* [WORK ITEM] The records follow. Copy each one exactly.

○ ○ ○

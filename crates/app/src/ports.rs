//! Port definitions: traits that adapters implement.
//!
//! Ports are the boundaries between the application core and the outside world.
//! They are defined here (in `app`) so that both the use-case layer and the
//! adapter layer can depend on them without creating circular dependencies.

pub mod storage;
pub mod weather;

pub use storage::{
    ActuatorRepository, DeviceRepository, HouseRepository, InstantLocationValueRepository,
    InstantValueRepository, PeriodValueRepository, RoomRepository, SensorRepository,
};
pub use weather::WeatherGateway;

○ ○ ○

* [FINAL ANSWER]
filename crates/app/src/ports.rs
//! Port definitions: traits that adapters implement.
//!
//! Ports are the boundaries between the application core and the outside world.
//! They are defined here (in `app`) so that both the use-case layer and the
//! adapter layer can depend on them without creating circular dependencies.

pub mod storage;
pub mod weather;

pub use storage::{
    ActuatorRepository, DeviceRepository, HouseRepository, InstantLocationValueRepository,
    InstantValueRepository, PeriodValueRepository, RoomRepository, SensorRepository,
};
pub use weather::WeatherGateway;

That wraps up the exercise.